Saved entries
☆ ☆ ☆

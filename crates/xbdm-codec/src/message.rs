//! Message (de)serialization: the lexer and value codec composed into the
//! wire form of a [`Message`].
//!
//! A response's free-form reason text (e.g. `"send binary data"` in
//! `204- send binary data`) has no dedicated field on [`Message`] — it is
//! simply a run of bareword flag tokens, exactly as the lexer would tokenize
//! it. `Message::response(204).with_flag("send").with_flag("binary")
//! .with_flag("data")` and `"204- send binary data"` are the same message.

use xbdm_types::{Flags, Message, MessageHead, ParamMap, Record};

use crate::error::{LexError, MessageDecodeError};
use crate::lexer::{lex_line, Head};
use crate::value::{encode_value, parse_value};

/// The maximum command/reply line length, including the `\r\n` terminator.
/// Enforced on both read (`Framer::read_line`) and write (here).
pub const MAX_LINE_LEN: usize = 512;

/// Decodes one command/reply line (without its `\r\n`) into a [`Message`].
pub fn decode(line: &[u8]) -> Result<Message, MessageDecodeError> {
    let text = std::str::from_utf8(line).map_err(|_| LexError::NotUtf8)?;
    let lexed = lex_line(text)?;

    let head = match lexed.head {
        Head::Command(verb) => MessageHead::Command(verb),
        Head::Response(code) => MessageHead::Response(code),
    };

    let mut params = ParamMap::new();
    for (key, raw_value) in lexed.params {
        params.insert(key, parse_value(&raw_value)?);
    }

    let mut flags = Flags::new();
    for flag in lexed.flags {
        flags.insert(flag);
    }

    Ok(Message { head, params, flags })
}

/// Encodes a [`Message`] to its canonical wire form, including the `\r\n`
/// terminator. Returns [`MessageDecodeError::LineTooLong`] if the result
/// would exceed [`MAX_LINE_LEN`].
pub fn encode(message: &Message) -> Result<Vec<u8>, MessageDecodeError> {
    let mut out = match &message.head {
        MessageHead::Command(verb) => verb.clone(),
        MessageHead::Response(code) => format!("{code}-"),
    };

    for (key, value) in message.params.iter() {
        out.push(' ');
        out.push_str(key);
        out.push('=');
        out.push_str(&encode_value(value));
    }

    for flag in message.flags.iter() {
        out.push(' ');
        out.push_str(flag);
    }

    out.push_str("\r\n");

    if out.len() > MAX_LINE_LEN {
        return Err(MessageDecodeError::LineTooLong);
    }

    Ok(out.into_bytes())
}

/// Encodes a headless multi-line sub-line: a data record's params and flags
/// with no leading verb or status token. Used for the
/// body lines of a `202-`-prefixed multi-line reply, e.g. a `drivelist`
/// entry (`drivename="HDD"\r\n`) or a `dirlist` entry.
pub fn encode_record(record: &Record) -> Result<Vec<u8>, MessageDecodeError> {
    let mut out = String::new();
    let mut first = true;

    for (key, value) in record.params.iter() {
        if !first {
            out.push(' ');
        }
        first = false;
        out.push_str(key);
        out.push('=');
        out.push_str(&encode_value(value));
    }

    for flag in record.flags.iter() {
        if !first {
            out.push(' ');
        }
        first = false;
        out.push_str(flag);
    }

    out.push_str("\r\n");

    if out.len() > MAX_LINE_LEN {
        return Err(MessageDecodeError::LineTooLong);
    }

    Ok(out.into_bytes())
}

/// Decodes one multi-line sub-line into a headless [`Record`]. The lexer's
/// head classification is ignored here — a bareword like `name=...` would
/// otherwise be misread as a verb — sub-lines are pure param/flag runs, so
/// this re-lexes with a record-shaped grammar rather than `lex_line`'s
/// command/response head rule.
pub fn decode_record(line: &[u8]) -> Result<Record, MessageDecodeError> {
    let text = std::str::from_utf8(line).map_err(|_| LexError::NotUtf8)?;
    let lexed = crate::lexer::lex_record(text)?;

    let mut params = ParamMap::new();
    for (key, raw_value) in lexed.params {
        params.insert(key, parse_value(&raw_value)?);
    }

    let mut flags = Flags::new();
    for flag in lexed.flags {
        flags.insert(flag);
    }

    Ok(Record { params, flags })
}

#[cfg(test)]
mod tests {
    use super::*;

    #[test]
    fn round_trips_command_with_quoted_param_and_flag() {
        let msg = Message::command("dirlist")
            .with_param("name", "E:\\Games")
            .with_flag("recurse");
        let wire = encode(&msg).unwrap();
        assert_eq!(wire, b"dirlist name=\"E:\\Games\" recurse\r\n");
        assert_eq!(decode(&wire[..wire.len() - 2]).unwrap(), msg);
    }

    #[test]
    fn response_free_text_is_a_flag_run() {
        let msg = Message::response(204)
            .with_flag("send")
            .with_flag("binary")
            .with_flag("data");
        let wire = encode(&msg).unwrap();
        assert_eq!(wire, b"204- send binary data\r\n");
    }

    #[test]
    fn original_key_casing_is_retained_on_emission_but_lookup_is_case_insensitive() {
        let msg = Message::command("systime").with_param("HIGH", 1u32);
        let wire = encode(&msg).unwrap();
        assert_eq!(wire, b"systime HIGH=0x1\r\n");
        let decoded = decode(&wire[..wire.len() - 2]).unwrap();
        assert_eq!(decoded.params.get("high"), Some(&xbdm_types::Parameter::Dword(1)));
    }

    #[test]
    fn overlong_line_is_rejected() {
        let huge = "x".repeat(600);
        let msg = Message::command("drivelist").with_flag(huge);
        assert_eq!(encode(&msg), Err(MessageDecodeError::LineTooLong));
    }

    #[test]
    fn bad_utf8_is_rejected() {
        assert_eq!(decode(&[0xFF, 0xFE]), Err(MessageDecodeError::Lex(LexError::NotUtf8)));
    }

    #[test]
    fn record_round_trips_without_a_head_token() {
        let rec = Record::new()
            .with_param("drivename", "HDD")
            .with_flag("formatted");
        let wire = encode_record(&rec).unwrap();
        assert_eq!(wire, b"drivename=\"HDD\" formatted\r\n");
        assert_eq!(decode_record(&wire[..wire.len() - 2]).unwrap(), rec);
    }

    #[test]
    fn empty_record_encodes_to_bare_crlf() {
        let wire = encode_record(&Record::new()).unwrap();
        assert_eq!(wire, b"\r\n");
    }
}
//! The command/reply line tokenizer.
//!
//! Tokenizing is hand-rolled rather than built from `nom` combinators:
//! structured grammar (here, parameter *values*, in `value.rs`) goes through
//! `nom`, but byte-level splitting with quote-toggling state is a plain scan.

use crate::error::LexError;

/// The first token of a line, before parameter/flag classification.
#[derive(Debug, Clone, PartialEq, Eq)]
pub enum Head {
    /// A command verb, retained with its original casing.
    Command(String),
    /// A three-digit response status code.
    Response(u16),
}

/// A lexed, not-yet-type-inferred line: a head, an ordered list of
/// `(key, raw_value)` pairs (value still carries its literal quoting, if
/// any), and an ordered list of bareword flags.
#[derive(Debug, Clone, PartialEq, Eq)]
pub struct LexedLine {
    pub head: Head,
    pub params: Vec<(String, String)>,
    pub flags: Vec<String>,
}

/// Splits `line` (no trailing `\r\n`) into whitespace-separated raw tokens,
/// honoring `"`-quoted segments that may contain whitespace. Returns
/// [`LexError::UnterminatedQuote`] if a token opens a quote it never closes.
fn tokenize(line: &str) -> Result<Vec<String>, LexError> {
    let mut tokens = Vec::new();
    let mut chars = line.chars().peekable();

    loop {
        // Skip runs of whitespace between tokens.
        while matches!(chars.peek(), Some(c) if c.is_ascii_whitespace()) {
            chars.next();
        }
        if chars.peek().is_none() {
            break;
        }

        let mut token = String::new();
        let mut in_quote = false;
        loop {
            match chars.peek() {
                None => break,
                Some(&c) if c.is_ascii_whitespace() && !in_quote => break,
                Some(&c) => {
                    if c == '"' {
                        in_quote = !in_quote;
                    }
                    token.push(c);
                    chars.next();
                }
            }
        }
        if in_quote {
            return Err(LexError::UnterminatedQuote);
        }
        tokens.push(token);
    }

    Ok(tokens)
}

/// Classifies the first raw token as a response code (`"200-"` etc.) or a
/// verb: if it ends with `-` and the preceding text is all digits it is a
/// response code, otherwise it is a verb.
fn classify_head(token: &str) -> Head {
    if let Some(digits) = token.strip_suffix('-') {
        if !digits.is_empty() && digits.bytes().all(|b| b.is_ascii_digit()) {
            if let Ok(code) = digits.parse::<u16>() {
                return Head::Response(code);
            }
        }
    }
    Head::Command(token.to_string())
}

/// Splits a non-head raw token into a `key=value` pair or a bareword flag.
/// Only the *first* `=` is considered a separator, so a quoted value may
/// itself contain `=` without being misread.
fn classify_param(token: &str) -> Either<(String, String), String> {
    if let Some(eq) = token.find('=') {
        if eq > 0 {
            return Either::Left((token[..eq].to_string(), token[eq + 1..].to_string()));
        }
    }
    Either::Right(token.to_string())
}

enum Either<L, R> {
    Left(L),
    Right(R),
}

/// Lexes one command/reply line (with its `\r\n` terminator already
/// stripped) into a [`LexedLine`].
pub fn lex_line(line: &str) -> Result<LexedLine, LexError> {
    let tokens = tokenize(line)?;
    let mut iter = tokens.into_iter();
    let head_token = iter.next().ok_or(LexError::Empty)?;
    let head = classify_head(&head_token);

    let mut params = Vec::new();
    let mut flags = Vec::new();
    for token in iter {
        match classify_param(&token) {
            Either::Left((key, value)) => params.push((key, value)),
            Either::Right(flag) => flags.push(flag),
        }
    }

    Ok(LexedLine { head, params, flags })
}

/// A lexed headless sub-line: no head token, just params and flags.
#[derive(Debug, Clone, PartialEq, Eq)]
pub struct LexedRecord {
    pub params: Vec<(String, String)>,
    pub flags: Vec<String>,
}

/// Lexes one multi-line sub-line: every token is a param or a flag, there is
/// no head token to classify first.
pub fn lex_record(line: &str) -> Result<LexedRecord, LexError> {
    let mut params = Vec::new();
    let mut flags = Vec::new();
    for token in tokenize(line)? {
        match classify_param(&token) {
            Either::Left((key, value)) => params.push((key, value)),
            Either::Right(flag) => flags.push(flag),
        }
    }
    Ok(LexedRecord { params, flags })
}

☆ ☆ ☆

*Directions*: Using the entries, return every line where the word "verb" can be found.

*Written solution*:
        Head::Command(verb) => MessageHead::Command(verb),
        MessageHead::Command(verb) => verb.clone(),
/// with no leading verb or status token. Used for the
/// otherwise be misread as a verb — sub-lines are pure param/flag runs, so
    /// A command verb, retained with its original casing.
/// verb: if it ends with `-` and the preceding text is all digits it is a
/// response code, otherwise it is a verb.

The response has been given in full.